┌──
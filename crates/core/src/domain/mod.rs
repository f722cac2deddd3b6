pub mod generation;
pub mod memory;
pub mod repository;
└──
┌──
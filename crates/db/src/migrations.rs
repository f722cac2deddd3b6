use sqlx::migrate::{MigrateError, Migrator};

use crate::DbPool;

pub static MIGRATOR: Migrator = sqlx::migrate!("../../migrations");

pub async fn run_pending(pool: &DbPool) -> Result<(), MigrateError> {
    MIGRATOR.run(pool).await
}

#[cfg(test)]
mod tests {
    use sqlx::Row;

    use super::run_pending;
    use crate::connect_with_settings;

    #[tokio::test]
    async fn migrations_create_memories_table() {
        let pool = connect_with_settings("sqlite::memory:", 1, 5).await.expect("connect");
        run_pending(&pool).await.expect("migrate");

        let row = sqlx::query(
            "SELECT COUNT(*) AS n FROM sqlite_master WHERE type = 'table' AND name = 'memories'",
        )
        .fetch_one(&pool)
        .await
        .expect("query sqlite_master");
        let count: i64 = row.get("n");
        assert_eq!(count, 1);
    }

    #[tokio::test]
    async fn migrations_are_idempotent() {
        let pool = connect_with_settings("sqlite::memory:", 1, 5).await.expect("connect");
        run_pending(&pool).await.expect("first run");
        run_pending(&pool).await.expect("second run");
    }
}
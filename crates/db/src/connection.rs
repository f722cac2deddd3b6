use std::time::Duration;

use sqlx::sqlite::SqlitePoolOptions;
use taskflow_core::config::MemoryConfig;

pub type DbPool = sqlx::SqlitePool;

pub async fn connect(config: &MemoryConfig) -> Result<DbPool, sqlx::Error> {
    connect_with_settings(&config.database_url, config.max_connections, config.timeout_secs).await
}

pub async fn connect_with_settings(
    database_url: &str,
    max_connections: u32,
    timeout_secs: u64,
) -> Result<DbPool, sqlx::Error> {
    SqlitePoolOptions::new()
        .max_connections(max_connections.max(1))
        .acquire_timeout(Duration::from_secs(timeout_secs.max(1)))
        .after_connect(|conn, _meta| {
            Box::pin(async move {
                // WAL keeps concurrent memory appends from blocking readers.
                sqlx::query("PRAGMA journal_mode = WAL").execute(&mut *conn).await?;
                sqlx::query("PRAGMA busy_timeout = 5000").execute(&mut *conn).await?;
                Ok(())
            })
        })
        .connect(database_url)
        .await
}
└──
┌──
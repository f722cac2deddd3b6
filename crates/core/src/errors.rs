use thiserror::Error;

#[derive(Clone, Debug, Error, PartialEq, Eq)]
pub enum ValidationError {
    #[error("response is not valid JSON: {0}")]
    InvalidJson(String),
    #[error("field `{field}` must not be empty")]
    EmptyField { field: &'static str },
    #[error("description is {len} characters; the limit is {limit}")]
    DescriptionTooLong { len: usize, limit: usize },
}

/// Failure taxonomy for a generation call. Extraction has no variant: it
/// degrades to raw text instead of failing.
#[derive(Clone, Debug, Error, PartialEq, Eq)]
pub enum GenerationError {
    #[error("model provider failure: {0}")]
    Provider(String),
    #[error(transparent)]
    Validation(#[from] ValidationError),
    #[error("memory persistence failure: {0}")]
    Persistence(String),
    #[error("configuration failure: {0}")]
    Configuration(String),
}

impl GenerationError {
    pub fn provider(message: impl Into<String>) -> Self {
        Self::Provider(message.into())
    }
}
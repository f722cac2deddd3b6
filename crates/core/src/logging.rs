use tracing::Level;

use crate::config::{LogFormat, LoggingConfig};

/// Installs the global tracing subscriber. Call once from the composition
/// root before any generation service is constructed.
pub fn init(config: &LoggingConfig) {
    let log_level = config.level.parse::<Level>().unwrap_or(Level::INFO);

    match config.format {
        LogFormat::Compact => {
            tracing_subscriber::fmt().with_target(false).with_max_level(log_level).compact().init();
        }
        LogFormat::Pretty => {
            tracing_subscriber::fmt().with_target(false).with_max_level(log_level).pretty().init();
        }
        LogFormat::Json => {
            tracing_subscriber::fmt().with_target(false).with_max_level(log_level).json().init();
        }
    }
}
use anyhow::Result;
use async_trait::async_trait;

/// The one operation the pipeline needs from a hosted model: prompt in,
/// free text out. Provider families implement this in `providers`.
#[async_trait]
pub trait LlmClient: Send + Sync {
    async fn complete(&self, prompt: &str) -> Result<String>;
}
└──
# TASK STATEMENT
Beginning at the line with "filename crates/db/src/migrations.rs" and ending at the line with "filename crates/db/src/connection.rs", reproduce each line of the data above exactly, and add no other lines.

# RESPONSE TO THE TASK
filename crates/db/src/migrations.rs
repository f722cac2deddd3b6
use sqlx::migrate::{MigrateError, Migrator};

use crate::DbPool;

pub static MIGRATOR: Migrator = sqlx::migrate!("../../migrations");

pub async fn run_pending(pool: &DbPool) -> Result<(), MigrateError> {
    MIGRATOR.run(pool).await
}

#[cfg(test)]
mod tests {
    use sqlx::Row;

    use super::run_pending;
    use crate::connect_with_settings;

    #[tokio::test]
    async fn migrations_create_memories_table() {
        let pool = connect_with_settings("sqlite::memory:", 1, 5).await.expect("connect");
        run_pending(&pool).await.expect("migrate");

        let row = sqlx::query(
            "SELECT COUNT(*) AS n FROM sqlite_master WHERE type = 'table' AND name = 'memories'",
        )
        .fetch_one(&pool)
        .await
        .expect("query sqlite_master");
        let count: i64 = row.get("n");
        assert_eq!(count, 1);
    }

    #[tokio::test]
    async fn migrations_are_idempotent() {
        let pool = connect_with_settings("sqlite::memory:", 1, 5).await.expect("connect");
        run_pending(&pool).await.expect("first run");
        run_pending(&pool).await.expect("second run");
    }
}
filename crates/db/src/connection.rs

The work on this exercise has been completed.